Your instructions - Could you repeat the records shown below exactly as written?

Records for the exercise -
//! Canvas configuration.

use crate::font::FontMetrics;
use crate::raster::{self, Rgb};
use std::time::Duration;

/// Initial state of a [`Canvas`](super::Canvas).
#[derive(Debug, Clone, PartialEq, Eq)]
pub struct CanvasConfig {
    /// Logical width in pixels.
    pub width: u32,
    /// Logical height in pixels.
    pub height: u32,
    /// Text and pen color.
    pub foreground: Rgb,
    /// Color behind everything.
    pub background: Rgb,
    /// Display scale factor applied by `flush`.
    pub zoom: u32,
    /// Pen side length in pixels.
    pub thickness: u32,
    /// Glyph cell size.
    pub metrics: FontMetrics,
    /// Interval for an [`AutoFlusher`](crate::actor::AutoFlusher) started
    /// for this canvas.
    pub flush_rate: Duration,
}

impl Default for CanvasConfig {
    fn default() -> Self {
        Self {
            width: 500,
            height: 500,
            foreground: Rgb::DEFAULT_FG,
            background: Rgb::DEFAULT_BG,
            zoom: 1,
            thickness: 1,
            metrics: FontMetrics::default(),
            flush_rate: Duration::from_millis(250),
        }
    }
}

impl CanvasConfig {
    /// Set the logical size.
    #[must_use]
    pub const fn with_size(mut self, width: u32, height: u32) -> Self {
        self.width = width;
        self.height = height;
        self
    }

    /// Set the foreground color.
    #[must_use]
    pub const fn with_foreground(mut self, color: Rgb) -> Self {
        self.foreground = color;
        self
    }

    /// Set the background color.
    #[must_use]
    pub const fn with_background(mut self, color: Rgb) -> Self {
        self.background = color;
        self
    }

    /// Set the zoom factor.
    #[must_use]
    pub const fn with_zoom(mut self, zoom: u32) -> Self {
        self.zoom = zoom;
        self
    }

    /// Set the pen thickness.
    #[must_use]
    pub const fn with_thickness(mut self, thickness: u32) -> Self {
        self.thickness = thickness;
        self
    }

    /// Set the glyph cell size.
    #[must_use]
    pub const fn with_metrics(mut self, metrics: FontMetrics) -> Self {
        self.metrics = metrics;
        self
    }

    /// Set the auto-flush interval. Zero disables periodic flushing.
    #[must_use]
    pub const fn with_flush_rate(mut self, rate: Duration) -> Self {
        self.flush_rate = rate;
        self
    }

    /// Replace zero or oversized sizes, zoom and thickness with their
    /// defaults.
    pub(crate) fn validated(mut self) -> Self {
        let defaults = Self::default();
        if self.width == 0
            || self.height == 0
            || raster::frame_pixels(self.width, self.height, 1).is_none()
        {
            log::error!(
                "config: {}x{} is out of range. Try a number greater than 0.",
                self.width,
                self.height
            );
            self.width = defaults.width;
            self.height = defaults.height;
        }
        if self.zoom == 0 {
            log::error!("config: zoom 0 is out of range. Try a number greater than 0.");
            self.zoom = defaults.zoom;
        } else if raster::frame_pixels(self.width, self.height, self.zoom).is_none() {
            log::error!(
                "config: zoom {} is out of range for {}x{}. Try a smaller zoom.",
                self.zoom,
                self.width,
                self.height
            );
            self.zoom = defaults.zoom;
        }
        if self.thickness == 0 {
            log::error!("config: thickness 0 is out of range. Try a number greater than 0.");
            self.thickness = defaults.thickness;
        }
        self
    }
}

#[cfg(test)]
mod tests {
    use super::*;

    #[test]
    fn test_defaults() {
        let config = CanvasConfig::default();
        assert_eq!((config.width, config.height), (500, 500));
        assert_eq!(config.foreground, Rgb::WHITE);
        assert_eq!(config.background, Rgb::BLACK);
        assert_eq!(config.zoom, 1);
        assert_eq!(config.thickness, 1);
        assert_eq!(config.metrics, FontMetrics::new(8, 10, 8));
        assert_eq!(config.flush_rate, Duration::from_millis(250));
    }

    #[test]
    fn test_builders() {
        let config = CanvasConfig::default()
            .with_size(320, 200)
            .with_zoom(2)
            .with_thickness(3)
            .with_background(Rgb::WHITE);
        assert_eq!((config.width, config.height), (320, 200));
        assert_eq!(config.zoom, 2);
        assert_eq!(config.thickness, 3);
        assert_eq!(config.background, Rgb::WHITE);
    }

    #[test_log::test]
    fn test_validated_replaces_zeros() {
        let config = CanvasConfig::default()
            .with_size(0, 100)
            .with_zoom(0)
            .with_thickness(0)
            .validated();
        assert_eq!((config.width, config.height), (500, 500));
        assert_eq!(config.zoom, 1);
        assert_eq!(config.thickness, 1);
    }

    #[test_log::test]
    fn test_validated_rejects_oversized_frames() {
        let config = CanvasConfig::default().with_size(100_000, 100_000).validated();
        assert_eq!((config.width, config.height), (500, 500));

        let config = CanvasConfig::default()
            .with_size(4000, 4000)
            .with_zoom(3)
            .validated();
        assert_eq!((config.width, config.height), (4000, 4000));
        assert_eq!(config.zoom, 1);
    }

    #[test]
    fn test_zero_metrics_are_bumped() {
        let config = CanvasConfig::default()
            .with_metrics(FontMetrics::new(0, 0, 0))
            .validated();
        assert_eq!(config.metrics.char_width(), 1);
        assert_eq!(config.metrics.char_height(), 1);
    }
}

Result for this exercise -
//! Canvas configuration.

use crate::font::FontMetrics;
use crate::raster::{self, Rgb};
use std::time::Duration;

/// Initial state of a [`Canvas`](super::Canvas).
#[derive(Debug, Clone, PartialEq, Eq)]
pub struct CanvasConfig {
    /// Logical width in pixels.
    pub width: u32,
    /// Logical height in pixels.
    pub height: u32,
    /// Text and pen color.
    pub foreground: Rgb,
    /// Color behind everything.
    pub background: Rgb,
    /// Display scale factor applied by `flush`.
    pub zoom: u32,
    /// Pen side length in pixels.
    pub thickness: u32,
    /// Glyph cell size.
    pub metrics: FontMetrics,
    /// Interval for an [`AutoFlusher`](crate::actor::AutoFlusher) started
    /// for this canvas.
    pub flush_rate: Duration,
}

impl Default for CanvasConfig {
    fn default() -> Self {
        Self {
            width: 500,
            height: 500,
            foreground: Rgb::DEFAULT_FG,
            background: Rgb::DEFAULT_BG,
            zoom: 1,
            thickness: 1,
            metrics: FontMetrics::default(),
            flush_rate: Duration::from_millis(250),
        }
    }
}

impl CanvasConfig {
    /// Set the logical size.
    #[must_use]
    pub const fn with_size(mut self, width: u32, height: u32) -> Self {
        self.width = width;
        self.height = height;
        self
    }

    /// Set the foreground color.
    #[must_use]
    pub const fn with_foreground(mut self, color: Rgb) -> Self {
        self.foreground = color;
        self
    }

    /// Set the background color.
    #[must_use]
    pub const fn with_background(mut self, color: Rgb) -> Self {
        self.background = color;
        self
    }

    /// Set the zoom factor.
    #[must_use]
    pub const fn with_zoom(mut self, zoom: u32) -> Self {
        self.zoom = zoom;
        self
    }

    /// Set the pen thickness.
    #[must_use]
    pub const fn with_thickness(mut self, thickness: u32) -> Self {
        self.thickness = thickness;
        self
    }

    /// Set the glyph cell size.
    #[must_use]
    pub const fn with_metrics(mut self, metrics: FontMetrics) -> Self {
        self.metrics = metrics;
        self
    }

    /// Set the auto-flush interval. Zero disables periodic flushing.
    #[must_use]
    pub const fn with_flush_rate(mut self, rate: Duration) -> Self {
        self.flush_rate = rate;
        self
    }

    /// Replace zero or oversized sizes, zoom and thickness with their
    /// defaults.
    pub(crate) fn validated(mut self) -> Self {
        let defaults = Self::default();
        if self.width == 0
            || self.height == 0
            || raster::frame_pixels(self.width, self.height, 1).is_none()
        {
            log::error!(
                "config: {}x{} is out of range. Try a number greater than 0.",
                self.width,
                self.height
            );
            self.width = defaults.width;
            self.height = defaults.height;
        }
        if self.zoom == 0 {
            log::error!("config: zoom 0 is out of range. Try a number greater than 0.");
            self.zoom = defaults.zoom;
        } else if raster::frame_pixels(self.width, self.height, self.zoom).is_none() {
            log::error!(
                "config: zoom {} is out of range for {}x{}. Try a smaller zoom.",
                self.zoom,
                self.width,
                self.height
            );
            self.zoom = defaults.zoom;
        }
        if self.thickness == 0 {
            log::error!("config: thickness 0 is out of range. Try a number greater than 0.");
            self.thickness = defaults.thickness;
        }
        self
    }
}

#[cfg(test)]
mod tests {
    use super::*;

    #[test]
    fn test_defaults() {
        let config = CanvasConfig::default();
        assert_eq!((config.width, config.height), (500, 500));
        assert_eq!(config.foreground, Rgb::WHITE);
        assert_eq!(config.background, Rgb::BLACK);
        assert_eq!(config.zoom, 1);
        assert_eq!(config.thickness, 1);
        assert_eq!(config.metrics, FontMetrics::new(8, 10, 8));
        assert_eq!(config.flush_rate, Duration::from_millis(250));
    }

    #[test]
    fn test_builders() {
        let config = CanvasConfig::default()
            .with_size(320, 200)
            .with_zoom(2)
            .with_thickness(3)
            .with_background(Rgb::WHITE);
        assert_eq!((config.width, config.height), (320, 200));
        assert_eq!(config.zoom, 2);
        assert_eq!(config.thickness, 3);
        assert_eq!(config.background, Rgb::WHITE);
    }

    #[test_log::test]
    fn test_validated_replaces_zeros() {
        let config = CanvasConfig::default()
            .with_size(0, 100)
            .with_zoom(0)
            .with_thickness(0)
            .validated();
        assert_eq!((config.width, config.height), (500, 500));
        assert_eq!(config.zoom, 1);
        assert_eq!(config.thickness, 1);
    }

    #[test_log::test]
    fn test_validated_rejects_oversized_frames() {
        let config = CanvasConfig::default().with_size(100_000, 100_000).validated();
        assert_eq!((config.width, config.height), (500, 500));

        let config = CanvasConfig::default()
            .with_size(4000, 4000)
            .with_zoom(3)
            .validated();
        assert_eq!((config.width, config.height), (4000, 4000));
        assert_eq!(config.zoom, 1);
    }

    #[test]
    fn test_zero_metrics_are_bumped() {
        let config = CanvasConfig::default()
            .with_metrics(FontMetrics::new(0, 0, 0))
            .validated();
        assert_eq!(config.metrics.char_width(), 1);
        assert_eq!(config.metrics.char_height(), 1);
    }
}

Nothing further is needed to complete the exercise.